Presentation[edit | edit source]
PEHO syndrome typically presents in infancy, with symptoms appearing within the first few months of life. The hallmark features of the syndrome include:
- Progressive encephalopathy: This refers to the progressive deterioration of brain function, leading to severe developmental delays and intellectual disability.
- Edema: Swelling, particularly in the face and extremities, is a common feature.
- Hypsarrhythmia: A specific pattern of chaotic brain wave activity seen on an electroencephalogram (EEG), often associated with infantile spasms.
- Optic atrophy: Degeneration of the optic nerve, leading to vision impairment or blindness.

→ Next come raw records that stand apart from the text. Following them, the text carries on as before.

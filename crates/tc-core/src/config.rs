//! Build configuration.
//!
//! The defaults are empirical constants; none is derived from a model.
//!
//! Typically loaded from a TOML/JSON file by the application crate (enable
//! the `serde` feature) and passed to `CostMatrixBuilder`.

use crate::{RandomSource, TcError, TcResult};

// ── UniformRange ──────────────────────────────────────────────────────────────

/// Closed-open interval `[lo, hi)` sampled uniformly.
#[derive(Copy, Clone, Debug, PartialEq)]
#[cfg_attr(feature = "serde", derive(serde::Serialize, serde::Deserialize))]
pub struct UniformRange {
    pub lo: f64,
    pub hi: f64,
}

impl UniformRange {
    pub const fn new(lo: f64, hi: f64) -> Self {
        Self { lo, hi }
    }

    /// A degenerate range that always samples `v`.
    pub const fn fixed(v: f64) -> Self {
        Self { lo: v, hi: v }
    }

    #[inline]
    pub fn sample<R: RandomSource + ?Sized>(&self, rng: &mut R) -> f64 {
        rng.uniform(self.lo, self.hi)
    }

    fn check(&self, what: &str) -> TcResult<()> {
        if !self.lo.is_finite() || !self.hi.is_finite() || self.lo > self.hi {
            return Err(TcError::Config(format!(
                "{what}: [{}, {}) is not a finite ordered range",
                self.lo, self.hi
            )));
        }
        Ok(())
    }

    fn check_positive(&self, what: &str) -> TcResult<()> {
        self.check(what)?;
        if self.lo <= 0.0 {
            return Err(TcError::Config(format!("{what}: lower bound must be > 0, got {}", self.lo)));
        }
        Ok(())
    }

    /// A fraction of the node count: both bounds in `[0, 1]`.
    fn check_fraction(&self, what: &str) -> TcResult<()> {
        self.check(what)?;
        if self.lo < 0.0 || self.hi > 1.0 {
            return Err(TcError::Config(format!(
                "{what}: [{}, {}) must lie within [0, 1]",
                self.lo, self.hi
            )));
        }
        Ok(())
    }
}

/// Hard ceiling on the number of zones drawn per build.
pub const MAX_ZONE_COUNT: usize = 10_000;

// ── ZoneConfig ────────────────────────────────────────────────────────────────

/// Controls how many world-element zones are drawn and what they look like.
#[derive(Clone, Debug)]
#[cfg_attr(feature = "serde", derive(serde::Serialize, serde::Deserialize))]
pub struct ZoneConfig {
    /// Constant term of `round(count_base + count_log_coeff · log10(N))`.
    pub count_base: f64,

    /// Growth of the zone count per decade of nodes.
    pub count_log_coeff: f64,

    /// Floor applied to the zone count (also the count for `N <= 1`).
    /// At most [`MAX_ZONE_COUNT`].
    pub min_count: usize,

    /// Radius as a fraction of the node set's latitude span.
    pub radius_fraction: UniformRange,

    /// Categorical weights, in order: hill, bad terrain, good terrain,
    /// bottleneck.  Need not sum to 1.
    pub kind_weights: [f64; 4],

    /// Uphill factor; downhill divides by the same draw.
    pub hill_scale: UniformRange,
    pub bad_terrain_scale: UniformRange,
    /// Below 1: good terrain speeds travel up.
    pub good_terrain_scale: UniformRange,
    pub bottleneck_scale: UniformRange,
}

impl Default for ZoneConfig {
    fn default() -> Self {
        Self {
            count_base: 4.0,
            count_log_coeff: 5.0,
            min_count: 4,
            radius_fraction: UniformRange::new(0.05, 0.25),
            kind_weights: [0.30, 0.30, 0.25, 0.15],
            hill_scale: UniformRange::new(1.25, 1.75),
            bad_terrain_scale: UniformRange::new(1.10, 1.50),
            good_terrain_scale: UniformRange::new(0.50, 0.90),
            bottleneck_scale: UniformRange::new(1.80, 3.00),
        }
    }
}

impl ZoneConfig {
    pub fn validate(&self) -> TcResult<()> {
        if !self.count_base.is_finite() || !self.count_log_coeff.is_finite() {
            return Err(TcError::Config("zone count coefficients must be finite".into()));
        }
        if self.min_count > MAX_ZONE_COUNT {
            return Err(TcError::Config(format!(
                "minimum zone count {} exceeds {MAX_ZONE_COUNT}",
                self.min_count
            )));
        }
        self.radius_fraction.check("zone radius fraction")?;

        if self.kind_weights.iter().any(|w| !w.is_finite() || *w < 0.0) {
            return Err(TcError::Config(format!(
                "zone kind weights must be finite and >= 0, got {:?}",
                self.kind_weights
            )));
        }
        if self.kind_weights.iter().sum::<f64>() <= 0.0 {
            return Err(TcError::Config("zone kind weights sum to zero".into()));
        }

        self.hill_scale.check_positive("hill scale")?;
        self.bad_terrain_scale.check_positive("bad terrain scale")?;
        self.good_terrain_scale.check_positive("good terrain scale")?;
        self.bottleneck_scale.check_positive("bottleneck scale")?;
        Ok(())
    }
}

// ── DisruptionConfig ──────────────────────────────────────────────────────────

/// Extent and severity of the stochastic disruption phases.
#[derive(Clone, Debug)]
#[cfg_attr(feature = "serde", derive(serde::Serialize, serde::Deserialize))]
pub struct DisruptionConfig {
    /// Fraction of N drawn as the number of incident nodes.  Within `[0, 1]`.
    pub affected_fraction: UniformRange,

    /// Fraction of N drawn as the number of candidate neighbours per
    /// incident node.  Within `[0, 1]`.
    pub neighbour_fraction: UniformRange,

    /// Time cost written to a closed edge.
    pub impossible_cost: f64,

    /// Chance that one incident node suffers a catastrophic event.
    pub catastrophe_probability: f64,

    /// Factor applied to every edge touching the catastrophic node.
    pub catastrophe_multiplier: f64,
}

impl Default for DisruptionConfig {
    fn default() -> Self {
        Self {
            affected_fraction: UniformRange::new(0.05, 0.25),
            neighbour_fraction: UniformRange::new(0.4, 0.8),
            impossible_cost: 1e15,
            catastrophe_probability: 0.10,
            catastrophe_multiplier: 1e10,
        }
    }
}

impl DisruptionConfig {
    /// No closures and no catastrophe.
    pub fn disabled() -> Self {
        Self {
            affected_fraction: UniformRange::fixed(0.0),
            catastrophe_probability: 0.0,
            ..Self::default()
        }
    }

    pub fn validate(&self) -> TcResult<()> {
        self.affected_fraction.check_fraction("affected fraction")?;
        self.neighbour_fraction.check_fraction("neighbour fraction")?;

        if !self.impossible_cost.is_finite() || self.impossible_cost <= 0.0 {
            return Err(TcError::Config(format!(
                "impossible cost must be finite and > 0, got {}",
                self.impossible_cost
            )));
        }
        if !(0.0..=1.0).contains(&self.catastrophe_probability) {
            return Err(TcError::Config(format!(
                "catastrophe probability must be in [0, 1], got {}",
                self.catastrophe_probability
            )));
        }
        if !self.catastrophe_multiplier.is_finite() || self.catastrophe_multiplier <= 0.0 {
            return Err(TcError::Config(format!(
                "catastrophe multiplier must be finite and > 0, got {}",
                self.catastrophe_multiplier
            )));
        }
        Ok(())
    }
}

// ── WorldConfig ───────────────────────────────────────────────────────────────

/// Top-level configuration for one cost-matrix build.
#[derive(Clone, Debug)]
#[cfg_attr(feature = "serde", derive(serde::Serialize, serde::Deserialize))]
pub struct WorldConfig {
    /// Average travel speed, km/h.  Time costs are in hours.
    pub avg_speed_kmh: f64,

    /// World-element zone generation.
    pub zones: ZoneConfig,

    /// Localized closures and the catastrophic event.
    pub disruption: DisruptionConfig,
}

impl Default for WorldConfig {
    fn default() -> Self {
        Self {
            avg_speed_kmh: 50.0,
            zones: ZoneConfig::default(),
            disruption: DisruptionConfig::default(),
        }
    }
}

impl WorldConfig {
    /// Reject configurations the build cannot honour.
    ///
    /// A non-positive speed is an input error rather than a config error:
    /// it is the one knob callers routinely set per run.
    pub fn validate(&self) -> TcResult<()> {
        if !self.avg_speed_kmh.is_finite() || self.avg_speed_kmh <= 0.0 {
            return Err(TcError::InvalidInput(format!(
                "average speed must be finite and > 0, got {}",
                self.avg_speed_kmh
            )));
        }
        self.zones.validate()?;
        self.disruption.validate()
    }
}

Additional symptoms may include seizures, hypotonia (reduced muscle tone), and ataxia (lack of voluntary coordination of muscle movements).
Genetics[edit | edit source]
PEHO syndrome is believed to be inherited in an autosomal recessive manner, meaning that two copies of the mutated gene, one from each parent, are required for a child to be affected. The specific genetic mutations responsible for PEHO syndrome have not been fully elucidated, but research suggests involvement of genes related to neuronal development and function.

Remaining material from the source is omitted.